Task instructions: Set each line of the records down again exactly, please.

Excerpted data:
:::
#[cfg(test)]
mod test {
    use super::*;

    #[test]
    fn test_refine_splits_thin_triangle() {
        let positions = vec![
            Point::new(0.0_f64, 0.0),
            Point::new(10.0, 0.0),
            Point::new(10.0, 0.2),
        ];
        let mut triangulation = Triangulation::build_delaunay(positions).unwrap();
        let mut settings = Settings::<f64>::default();
        settings.refine_mesh = true;
        settings.refinement_threshold_area = 1000.0;
        settings.refinement_threshold_angle = std::f64::consts::PI / 8.0;

        let before = triangulation.len();
        triangulation.refine(&settings).unwrap();
        assert!(triangulation.len() > before);

        for t in 0..triangulation.len() {
            let (a, b, c) = triangulation.triangle_points(t);
            let area = {
                let (ax, ay) = a.to_f64();
                let (bx, by) = b.to_f64();
                let (cx, cy) = c.to_f64();
                ((bx - ax) * (cy - ay) - (by - ay) * (cx - ax)).abs() / 2.0
            };
            assert!(area.is_finite());
        }
    }

    #[test]
    fn test_refine_respects_area_threshold() {
        let positions = vec![
            Point::new(0.0_f64, 0.0),
            Point::new(1.0, 0.0),
            Point::new(1.0, 1.0),
            Point::new(0.0, 1.0),
        ];
        let mut triangulation = Triangulation::build_delaunay(positions).unwrap();
        let mut settings = Settings::<f64>::default();
        settings.refine_mesh = true;
        settings.refinement_threshold_area = 0.05;
        settings.refinement_threshold_angle = 0.0;

        triangulation.refine(&settings).unwrap();

        for t in 0..triangulation.len() {
            let (a, b, c) = triangulation.triangle_points(t);
            let (ax, ay) = a.to_f64();
            let (bx, by) = b.to_f64();
            let (cx, cy) = c.to_f64();
            let area = ((bx - ax) * (cy - ay) - (by - ay) * (cx - ax)).abs() / 2.0;
            assert!(area <= 0.025 + 1e-9);
        }
    }

    #[test]
    fn test_refine_unsupported_on_i32() {
        let positions = vec![
            Point::new(0_i32, 0),
            Point::new(10, 0),
            Point::new(10, 10),
        ];
        let mut triangulation = Triangulation::build_delaunay(positions).unwrap();
        let settings = Settings::<i32>::default();
        let err = triangulation.refine(&settings).unwrap_err();
        assert!(matches!(err, Error::RefinementUnsupported));
    }
}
:::
Response area:
#[cfg(test)]
mod test {
    use super::*;

    #[test]
    fn test_refine_splits_thin_triangle() {
        let positions = vec![
            Point::new(0.0_f64, 0.0),
            Point::new(10.0, 0.0),
            Point::new(10.0, 0.2),
        ];
        let mut triangulation = Triangulation::build_delaunay(positions).unwrap();
        let mut settings = Settings::<f64>::default();
        settings.refine_mesh = true;
        settings.refinement_threshold_area = 1000.0;
        settings.refinement_threshold_angle = std::f64::consts::PI / 8.0;

        let before = triangulation.len();
        triangulation.refine(&settings).unwrap();
        assert!(triangulation.len() > before);

        for t in 0..triangulation.len() {
            let (a, b, c) = triangulation.triangle_points(t);
            let area = {
                let (ax, ay) = a.to_f64();
                let (bx, by) = b.to_f64();
                let (cx, cy) = c.to_f64();
                ((bx - ax) * (cy - ay) - (by - ay) * (cx - ax)).abs() / 2.0
            };
            assert!(area.is_finite());
        }
    }

    #[test]
    fn test_refine_respects_area_threshold() {
        let positions = vec![
            Point::new(0.0_f64, 0.0),
            Point::new(1.0, 0.0),
            Point::new(1.0, 1.0),
            Point::new(0.0, 1.0),
        ];
        let mut triangulation = Triangulation::build_delaunay(positions).unwrap();
        let mut settings = Settings::<f64>::default();
        settings.refine_mesh = true;
        settings.refinement_threshold_area = 0.05;
        settings.refinement_threshold_angle = 0.0;

        triangulation.refine(&settings).unwrap();

        for t in 0..triangulation.len() {
            let (a, b, c) = triangulation.triangle_points(t);
            let (ax, ay) = a.to_f64();
            let (bx, by) = b.to_f64();
            let (cx, cy) = c.to_f64();
            let area = ((bx - ax) * (cy - ay) - (by - ay) * (cx - ax)).abs() / 2.0;
            assert!(area <= 0.025 + 1e-9);
        }
    }

    #[test]
    fn test_refine_unsupported_on_i32() {
        let positions = vec![
            Point::new(0_i32, 0),
            Point::new(10, 0),
            Point::new(10, 10),
        ];
        let mut triangulation = Triangulation::build_delaunay(positions).unwrap();
        let settings = Settings::<i32>::default();
        let err = triangulation.refine(&settings).unwrap_err();
        assert!(matches!(err, Error::RefinementUnsupported));
    }
}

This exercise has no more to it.